* _TASK ITEM_: Go through the entries below and copy each line that holds the word "server".

Dataset items

----------

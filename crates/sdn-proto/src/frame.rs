//! Wire framing for the exchange protocol.
//!
//! Every frame starts with a one-byte message type. Strings are
//! `(u16 length, utf-8 bytes)`; payloads are `(u32 length, raw bytes)`.
//! All integers are big-endian.

use sdn_core::{validate_schema_name, SdnError};
use tokio::io::{AsyncRead, AsyncReadExt, AsyncWrite, AsyncWriteExt};

// ── Message type bytes ───────────────────────────────────────────────────────

pub const MSG_REQUEST_DATA: u8 = 0x01;
pub const MSG_PUSH_DATA: u8 = 0x02;
pub const MSG_QUERY: u8 = 0x03;

pub const RESP_REJECT: u8 = 0x00;
pub const RESP_ACCEPT: u8 = 0x01;
pub const RESP_RATE_LIMITED: u8 = 0x02;

// ── Limits ───────────────────────────────────────────────────────────────────

/// Wire limits enforced while decoding. A length prefix exceeding its limit
/// rejects the frame before any allocation of that size.
#[derive(Clone, Copy, Debug)]
pub struct FrameLimits {
    pub max_message: usize,
    pub max_schema_name: usize,
    pub max_query: usize,
    pub max_query_rows: usize,
    pub max_query_bytes: usize,
}

impl Default for FrameLimits {
    fn default() -> Self {
        Self {
            max_message: sdn_core::MAX_MESSAGE_BYTES,
            max_schema_name: sdn_core::MAX_SCHEMA_NAME_BYTES,
            max_query: sdn_core::MAX_QUERY_BYTES,
            max_query_rows: sdn_core::MAX_QUERY_ROWS,
            max_query_bytes: sdn_core::MAX_QUERY_RESULT_BYTES,
        }
    }
}

// ── Request / Response ───────────────────────────────────────────────────────

/// A decoded client request.
#[derive(Clone, Debug, PartialEq, Eq)]
pub enum Request {
    /// `0x01` — fetch one record by (schema, CID string).
    RequestData { schema: String, cid: String },
    /// `0x02` — push one record payload for validation and storage.
    PushData { schema: String, payload: Vec<u8> },
    /// `0x03` — bounded query. The opaque bytes are read for protocol
    /// compatibility and discarded by the engine.
    Query { schema: String, query: Vec<u8> },
}

/// A server response ready for encoding.
#[derive(Clone, Debug, PartialEq, Eq)]
pub enum Response {
    Reject,
    RateLimited,
    /// `ACCEPT | u32 len | bytes` — answer to `RequestData`.
    Blob(Vec<u8>),
    /// `ACCEPT | string` — answer to `PushData` (the CID).
    CidString(String),
    /// `ACCEPT | u32 count | (u32 len, bytes)×count` — answer to `Query`.
    Rows(Vec<Vec<u8>>),
}

// ── Field primitives ─────────────────────────────────────────────────────────

async fn read_string<R: AsyncRead + Unpin>(
    io: &mut R,
    max_len: usize,
) -> Result<String, SdnError> {
    let len = io.read_u16().await? as usize;
    if len > max_len {
        return Err(SdnError::MessageTooLarge {
            got: len,
            max: max_len,
        });
    }
    let mut buf = vec![0u8; len];
    io.read_exact(&mut buf).await?;
    String::from_utf8(buf).map_err(|_| SdnError::InvalidRequest("string is not utf-8".into()))
}

async fn read_payload<R: AsyncRead + Unpin>(
    io: &mut R,
    max_len: usize,
) -> Result<Vec<u8>, SdnError> {
    let len = io.read_u32().await? as usize;
    if len > max_len {
        return Err(SdnError::MessageTooLarge {
            got: len,
            max: max_len,
        });
    }
    let mut buf = vec![0u8; len];
    io.read_exact(&mut buf).await?;
    Ok(buf)
}

fn put_string(out: &mut Vec<u8>, s: &str) {
    out.extend_from_slice(&(s.len() as u16).to_be_bytes());
    out.extend_from_slice(s.as_bytes());
}

fn put_payload(out: &mut Vec<u8>, p: &[u8]) {
    out.extend_from_slice(&(p.len() as u32).to_be_bytes());
    out.extend_from_slice(p);
}

// ── Request codec ────────────────────────────────────────────────────────────

/// Read one request frame, enforcing limits and the schema-name predicate.
pub async fn read_request<R: AsyncRead + Unpin>(
    io: &mut R,
    limits: &FrameLimits,
) -> Result<Request, SdnError> {
    let msg_type = io.read_u8().await?;
    match msg_type {
        MSG_REQUEST_DATA => {
            let schema = read_string(io, limits.max_schema_name).await?;
            validate_schema_name(&schema)?;
            let cid = read_string(io, limits.max_schema_name).await?;
            Ok(Request::RequestData { schema, cid })
        }
        MSG_PUSH_DATA => {
            let schema = read_string(io, limits.max_schema_name).await?;
            validate_schema_name(&schema)?;
            let payload = read_payload(io, limits.max_message).await?;
            Ok(Request::PushData { schema, payload })
        }
        MSG_QUERY => {
            let schema = read_string(io, limits.max_schema_name).await?;
            validate_schema_name(&schema)?;
            let query = read_payload(io, limits.max_query).await?;
            Ok(Request::Query { schema, query })
        }
        other => Err(SdnError::InvalidRequest(format!(
            "unknown message type 0x{other:02x}"
        ))),
    }
}

/// Encode a request frame (client side).
pub fn encode_request(request: &Request) -> Vec<u8> {
    let mut out = Vec::new();
    match request {
        Request::RequestData { schema, cid } => {
            out.push(MSG_REQUEST_DATA);
            put_string(&mut out, schema);
            put_string(&mut out, cid);
        }
        Request::PushData { schema, payload } => {
            out.push(MSG_PUSH_DATA);
            put_string(&mut out, schema);
            put_payload(&mut out, payload);
        }
        Request::Query { schema, query } => {
            out.push(MSG_QUERY);
            put_string(&mut out, schema);
            put_payload(&mut out, query);
        }
    }
    out
}

// ── Response codec ───────────────────────────────────────────────────────────

/// Encode a response frame (server side).
pub fn encode_response(response: &Response) -> Vec<u8> {
    let mut out = Vec::new();
    match response {
        Response::Reject => out.push(RESP_REJECT),
        Response::RateLimited => out.push(RESP_RATE_LIMITED),
        Response::Blob(bytes) => {
            out.push(RESP_ACCEPT);
            put_payload(&mut out, bytes);
        }
        Response::CidString(cid) => {
            out.push(RESP_ACCEPT);
            put_string(&mut out, cid);
        }
        Response::Rows(rows) => {
            out.push(RESP_ACCEPT);
            out.extend_from_slice(&(rows.len() as u32).to_be_bytes());
            for row in rows {
                put_payload(&mut out, row);
            }
        }
    }
    out
}

/// Write a response frame and flush.
pub async fn write_response<W: AsyncWrite + Unpin>(
    io: &mut W,
    response: &Response,
) -> Result<(), SdnError> {
    io.write_all(&encode_response(response)).await?;
    io.flush().await?;
    Ok(())
}

/// Client side: read a `RequestData` answer.
pub async fn read_blob_response<R: AsyncRead + Unpin>(
    io: &mut R,
    limits: &FrameLimits,
) -> Result<Response, SdnError> {
    match io.read_u8().await? {
        RESP_REJECT => Ok(Response::Reject),
        RESP_RATE_LIMITED => Ok(Response::RateLimited),
        RESP_ACCEPT => Ok(Response::Blob(read_payload(io, limits.max_message).await?)),
        other => Err(SdnError::InvalidRequest(format!(
            "unknown response byte 0x{other:02x}"
        ))),
    }
}

/// Client side: read a `PushData` answer.
pub async fn read_cid_response<R: AsyncRead + Unpin>(
    io: &mut R,
    limits: &FrameLimits,
) -> Result<Response, SdnError> {
    match io.read_u8().await? {
        RESP_REJECT => Ok(Response::Reject),
        RESP_RATE_LIMITED => Ok(Response::RateLimited),
        RESP_ACCEPT => Ok(Response::CidString(
            read_string(io, limits.max_schema_name).await?,
        )),
        other => Err(SdnError::InvalidRequest(format!(
            "unknown response byte 0x{other:02x}"
        ))),
    }
}

/// Client side: read a `Query` answer.
pub async fn read_rows_response<R: AsyncRead + Unpin>(
    io: &mut R,
    limits: &FrameLimits,
) -> Result<Response, SdnError> {
    match io.read_u8().await? {
        RESP_REJECT => Ok(Response::Reject),
        RESP_RATE_LIMITED => Ok(Response::RateLimited),
        RESP_ACCEPT => {
            let count = io.read_u32().await? as usize;
            if count > limits.max_query_rows {
                return Err(SdnError::MessageTooLarge {
                    got: count,
                    max: limits.max_query_rows,
                });
            }
            let mut rows = Vec::with_capacity(count);
            for _ in 0..count {
                rows.push(read_payload(io, limits.max_message).await?);
            }
            Ok(Response::Rows(rows))
        }
        other => Err(SdnError::InvalidRequest(format!(
            "unknown response byte 0x{other:02x}"
        ))),
    }
}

----------

* _RESPONSE BELOW_:
/// A server response ready for encoding.
/// Encode a response frame (server side).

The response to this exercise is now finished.